This is for our providers who practice in the critical care unit.
Authors: Harvey SE et al., N Engl J Med 2014 Oct 1;
Patients in the intensive care unit had similar outcomes, whether they were fed enterally or parenterally.
Debate is ongoing over the appropriate way to deliver early nutritional support to critically ill patients. Although U.S. guidelines recommend enteral nutrition and delayed initiation of parenteral nutrition, European guidelines advocate earlier consideration and initiation of parenteral nutrition. Many studies of nutrition in intensive care units (ICUs) are small and dated, so we can reasonably ask which is the better route. Investigators in the U.K. randomized 2400 adults (mean age, 63) with unplanned ICU admissions to receive either enteral nutrition or parenteral nutrition starting within 36 hours of admission; patients were fed exclusively via their assigned routes for 5 days or until discharge from the ICU, transition to oral feeding, or death. The daily energy target for all patients was 25 kcal per kg of actual body weight. About 14% of both groups had surgery within 24 hours of admission; almost all patients (83%) received mechanical ventilation.

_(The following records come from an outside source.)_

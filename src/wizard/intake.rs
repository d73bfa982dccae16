use super::{Delivery, RequestToken, StepKind, WizardError};
use crate::collaborator::TransportError;
use crate::models::{ImageRef, ScrapeRequest, ScrapeResponse};
use serde::Serialize;
use std::collections::HashSet;

const LISTING_DOMAIN: &str = "aryeo.com";
const SCRAPE_FALLBACK: &str = "Failed to scrape listing";

/// Checks a listing URL before it is sent to the scrape collaborator and
/// returns the trimmed form.
pub fn validate_listing_url(raw: &str) -> Result<String, WizardError> {
    let trimmed = raw.trim();
    if trimmed.is_empty() {
        return Err(WizardError::invalid_input(
            StepKind::Intake,
            "listing URL is required",
        ));
    }
    let parsed = reqwest::Url::parse(trimmed).map_err(|_| {
        WizardError::invalid_input(StepKind::Intake, format!("invalid listing URL: {trimmed}"))
    })?;
    if !matches!(parsed.scheme(), "http" | "https") {
        return Err(WizardError::invalid_input(
            StepKind::Intake,
            format!("unsupported_url_scheme: {}", parsed.scheme()),
        ));
    }
    let host = parsed.host_str().unwrap_or_default().to_ascii_lowercase();
    let on_domain = host == LISTING_DOMAIN || host.ends_with(&format!(".{LISTING_DOMAIN}"));
    if !on_domain {
        return Err(WizardError::invalid_input(
            StepKind::Intake,
            "URL must be from aryeo.com domain",
        ));
    }
    Ok(trimmed.to_string())
}

#[derive(Debug, Clone, PartialEq, Serialize)]
#[serde(tag = "state", rename_all = "snake_case")]
pub enum IntakeStatus {
    Idle,
    Loading { token: RequestToken },
    Failed { message: String },
}

#[derive(Debug, Clone, PartialEq, Serialize)]
pub struct IntakeStep {
    pub listing_url: String,
    pub status: IntakeStatus,
}

/// What a scrape response amounted to once checked against the pending request.
#[derive(Debug, Clone, PartialEq)]
pub enum IntakeOutcome {
    Stale,
    Failed(String),
    Ready {
        session_id: String,
        images: Vec<ImageRef>,
    },
}

impl IntakeStep {
    pub fn new(listing_url: impl Into<String>) -> Self {
        Self {
            listing_url: listing_url.into(),
            status: IntakeStatus::Idle,
        }
    }

    pub fn is_loading(&self) -> bool {
        matches!(self.status, IntakeStatus::Loading { .. })
    }

    pub fn begin(&mut self, listing_url: String, token: RequestToken) -> ScrapeRequest {
        self.listing_url = listing_url.clone();
        self.status = IntakeStatus::Loading { token };
        ScrapeRequest { listing_url }
    }

    pub fn accept(
        &mut self,
        token: RequestToken,
        result: Result<ScrapeResponse, TransportError>,
    ) -> IntakeOutcome {
        if self.status != (IntakeStatus::Loading { token }) {
            return IntakeOutcome::Stale;
        }
        let outcome = match result {
            Ok(response) => check_response(response),
            Err(err) => IntakeOutcome::Failed(err.user_message(SCRAPE_FALLBACK)),
        };
        self.status = match &outcome {
            IntakeOutcome::Failed(message) => IntakeStatus::Failed {
                message: message.clone(),
            },
            _ => IntakeStatus::Idle,
        };
        outcome
    }
}

impl IntakeOutcome {
    pub fn delivery(&self) -> Delivery {
        match self {
            IntakeOutcome::Stale => Delivery::Stale,
            _ => Delivery::Applied,
        }
    }
}

fn check_response(response: ScrapeResponse) -> IntakeOutcome {
    let session_id = response.session_id.trim().to_string();
    if session_id.is_empty() {
        return IntakeOutcome::Failed("invalid response: missing session_id".into());
    }
    let images = normalize_images(response.images);
    if images.is_empty() {
        return IntakeOutcome::Failed("No images found in listing".into());
    }
    if let Some(total) = response.total_found
        && total > images.len()
    {
        tracing::debug!(
            target = "realtypost.intake",
            returned = images.len(),
            total_found = total,
            "collaborator truncated image list"
        );
    }
    IntakeOutcome::Ready { session_id, images }
}

/// Trims entries, drops blanks and repeats, keeps first-seen order.
pub fn normalize_images(raw: Vec<String>) -> Vec<ImageRef> {
    let mut seen = HashSet::new();
    raw.into_iter()
        .map(|entry| entry.trim().to_string())
        .filter(|entry| !entry.is_empty())
        .filter(|entry| seen.insert(entry.clone()))
        .map(ImageRef::from)
        .collect()
}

Thirty-day all-cause mortality (the primary outcome) and nearly all secondary outcomes did not differ between groups. The parenteral nutrition group had lower rates of hypoglycemia and vomiting. In contrast to results from previous studies, patients who received parenteral nutrition versus enteral nutrition were not more likely to develop infectious complications. Most patients in both study arms did not achieve caloric-intake targets.
This study demonstrated neither benefit nor harm with early parenteral nutrition, compared with early enteral nutrition. Because parenteral nutrition is more costly and requires central venous catheters, enteral feeding should be the favored approach for patients without gastrointestinal contraindications.